これらは顧客からの依頼を受け、旅行会社が必要なサービスを手配する受注型企画旅行。日数は平均2~3週間と長く、7000~1万AUD(日本円で約55~80万円)程度と安くはない料金です。関心のあるテーマがあれば滞在費を惜しまない、という姿勢からも体験重視型の消費スタイルを持つことが伺えます。
一方、買物代は3万円台であまり高くありません(図3)。関係各所へのヒアリング結果からも、お土産を買う習慣がなく、一般的に日本の食品や伝統工芸品に対し関心が低いという声を聞きました。東アジア4ヶ国・地域の場合はリピーターが多く、地方への訪問率も高いため、伝統工芸品が認知され、価値も一定程度理解されています。

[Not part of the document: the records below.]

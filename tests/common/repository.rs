//! Git repository management and setup utilities
//!
//! Provides functions for creating test repositories in various states and
//! for running the smooth binary against them with an isolated config.

#![allow(dead_code)]

use assert_cmd::prelude::*;
use smooth::core::error::Result;
use std::fs;
use std::path::{Path, PathBuf};
use std::process::Command;
use tempfile::TempDir;

/// Test repository setup result. Both directories must be kept alive for the
/// duration of the test to prevent cleanup.
pub struct TestRepo {
    pub temp_dir: TempDir,
    pub config_dir: TempDir,
    pub path: PathBuf,
}

impl TestRepo {
    pub fn path(&self) -> &Path {
        &self.path
    }

    /// The smooth binary, run inside this repository with its own config directory
    pub fn smooth(&self) -> anyhow::Result<Command> {
        let mut cmd = Command::cargo_bin("smooth")?;
        cmd.current_dir(&self.path)
            .env("SMOOTH_CONFIG_DIR", self.config_dir.path())
            .env("NO_COLOR", "1");
        Ok(cmd)
    }

    /// Same as [`TestRepo::smooth`], with the stdin-capable assert_cmd wrapper
    pub fn smooth_interactive(&self) -> anyhow::Result<assert_cmd::Command> {
        let mut cmd = assert_cmd::Command::cargo_bin("smooth")?;
        cmd.current_dir(&self.path)
            .env("SMOOTH_CONFIG_DIR", self.config_dir.path())
            .env("NO_COLOR", "1");
        Ok(cmd)
    }

    pub fn config_file(&self) -> PathBuf {
        self.config_dir.path().join("config.json")
    }

    /// Write a raw config document for the binary to pick up
    pub fn write_config(&self, json: &str) -> Result<()> {
        fs::write(self.config_file(), json)?;
        Ok(())
    }
}

/// Sets up a fresh git repository on `main` with identity and signing configured
pub fn setup_test_repo() -> Result<TestRepo> {
    let temp_dir = TempDir::new()?;
    let config_dir = TempDir::new()?;
    let repo_path = temp_dir.path().to_path_buf();

    git(&repo_path, &["init"])?;
    git(&repo_path, &["symbolic-ref", "HEAD", "refs/heads/main"])?;
    git(&repo_path, &["config", "user.name", "Test User"])?;
    git(&repo_path, &["config", "user.email", "test@example.com"])?;
    git(&repo_path, &["config", "commit.gpgsign", "false"])?;

    Ok(TestRepo {
        temp_dir,
        config_dir,
        path: repo_path,
    })
}

/// Sets up a git repository with an initial commit containing "initial.txt"
pub fn setup_test_repo_with_initial_commit() -> Result<TestRepo> {
    let repo = setup_test_repo()?;

    create_file(&repo.path, "initial.txt", "initial content\n")?;
    git_add(&repo.path, "initial.txt")?;
    git_commit(&repo.path, "Initial commit")?;

    Ok(repo)
}

/// Run git in `repo_path` and return its trimmed stdout
pub fn git(repo_path: &Path, args: &[&str]) -> Result<String> {
    let output = std::process::Command::new("git")
        .args(args)
        .current_dir(repo_path)
        .output()?;
    Ok(String::from_utf8_lossy(&output.stdout).trim().to_string())
}

pub fn create_file(repo_path: &Path, filename: &str, content: &str) -> Result<()> {
    fs::write(repo_path.join(filename), content)?;
    Ok(())
}

pub fn read_file(repo_path: &Path, filename: &str) -> Result<String> {
    Ok(fs::read_to_string(repo_path.join(filename))?)
}

pub fn git_add(repo_path: &Path, filename: &str) -> Result<()> {
    git(repo_path, &["add", filename])?;
    Ok(())
}

pub fn git_commit(repo_path: &Path, message: &str) -> Result<()> {
    git(repo_path, &["commit", "-m", message])?;
    Ok(())
}

pub fn current_branch(repo_path: &Path) -> Result<String> {
    git(repo_path, &["symbolic-ref", "--short", "HEAD"])
}

/// Local branch names
pub fn branches(repo_path: &Path) -> Result<Vec<String>> {
    Ok(git(repo_path, &["for-each-ref", "--format=%(refname:short)", "refs/heads"])?
        .lines()
        .map(str::to_string)
        .collect())
}

/// `git status --porcelain` is empty
pub fn is_clean(repo_path: &Path) -> Result<bool> {
    Ok(git(repo_path, &["status", "--porcelain"])?.is_empty())
}

/// Creates multiple test files with sequential content
pub fn create_test_files(repo_path: &Path, filenames: &[&str]) -> Result<()> {
    for (i, filename) in filenames.iter().enumerate() {
        let content = format!("content{}\nline 2\n", i + 1);
        create_file(repo_path, filename, &content)?;
    }
    Ok(())
}

/// Modifies multiple test files with new content
pub fn modify_test_files(repo_path: &Path, filenames: &[&str]) -> Result<()> {
    for (i, filename) in filenames.iter().enumerate() {
        let content = format!("modified{}\nline 2\nnew line\n", i + 1);
        create_file(repo_path, filename, &content)?;
    }
    Ok(())
}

たとえば、現地の百貨店では、南部鉄器などの伝統工芸品が常時販売され、発地側でも需要喚起できているのに対し、近年、急成長したオーストラリア市場は、伝統工芸品に対する認知も理解もまだ発展途上。東アジアとは状況が異なります。
しかし、オーストラリア市場に適した消費促進の方法がないわけではありません。とあるファムトリップで江戸切子の製作体験を組み込んだところ、参加者の満足度が高く、江戸切子への関心も引き出すことができたそうです。オーストラリア人にとってはまだよく分からない伝統工芸品も、彼らの消費スタイルに寄り添って「体験」を経由して価値を伝えることによって、消費促進に結びつけることができるかもしれません。
おわりに
訪日オーストラリア人の旅行支出の特性は、現地の物価水準や流通状況、消費のスタイルなど様々な要素が影響し合って表出したものと考えられます。今はまだ東アジア4ヶ国地域と比べ欧米豪市場のデータや情報は少ない状況ですが、引き続き欧米豪市場の調査を行い、各市場に適した、「東アジア4ヶ国地域の延長線上ではない」対応策を考えていきたいと思います。
※図1資料
- 訪日オーストラリア人:オーストラリア政府統計局資料 居住地基準・入国者数推計値
- 訪豪日本人:1997年~2003年:観光統計資料(国際観光振興会)2003年~2017年:訪日外客数(JNTO)
※このコラム記事は、公益財団法人日本交通公社に初出掲載されたもので、同公社との提携のもと、トラベルボイス編集部が一部編集をして掲載しています。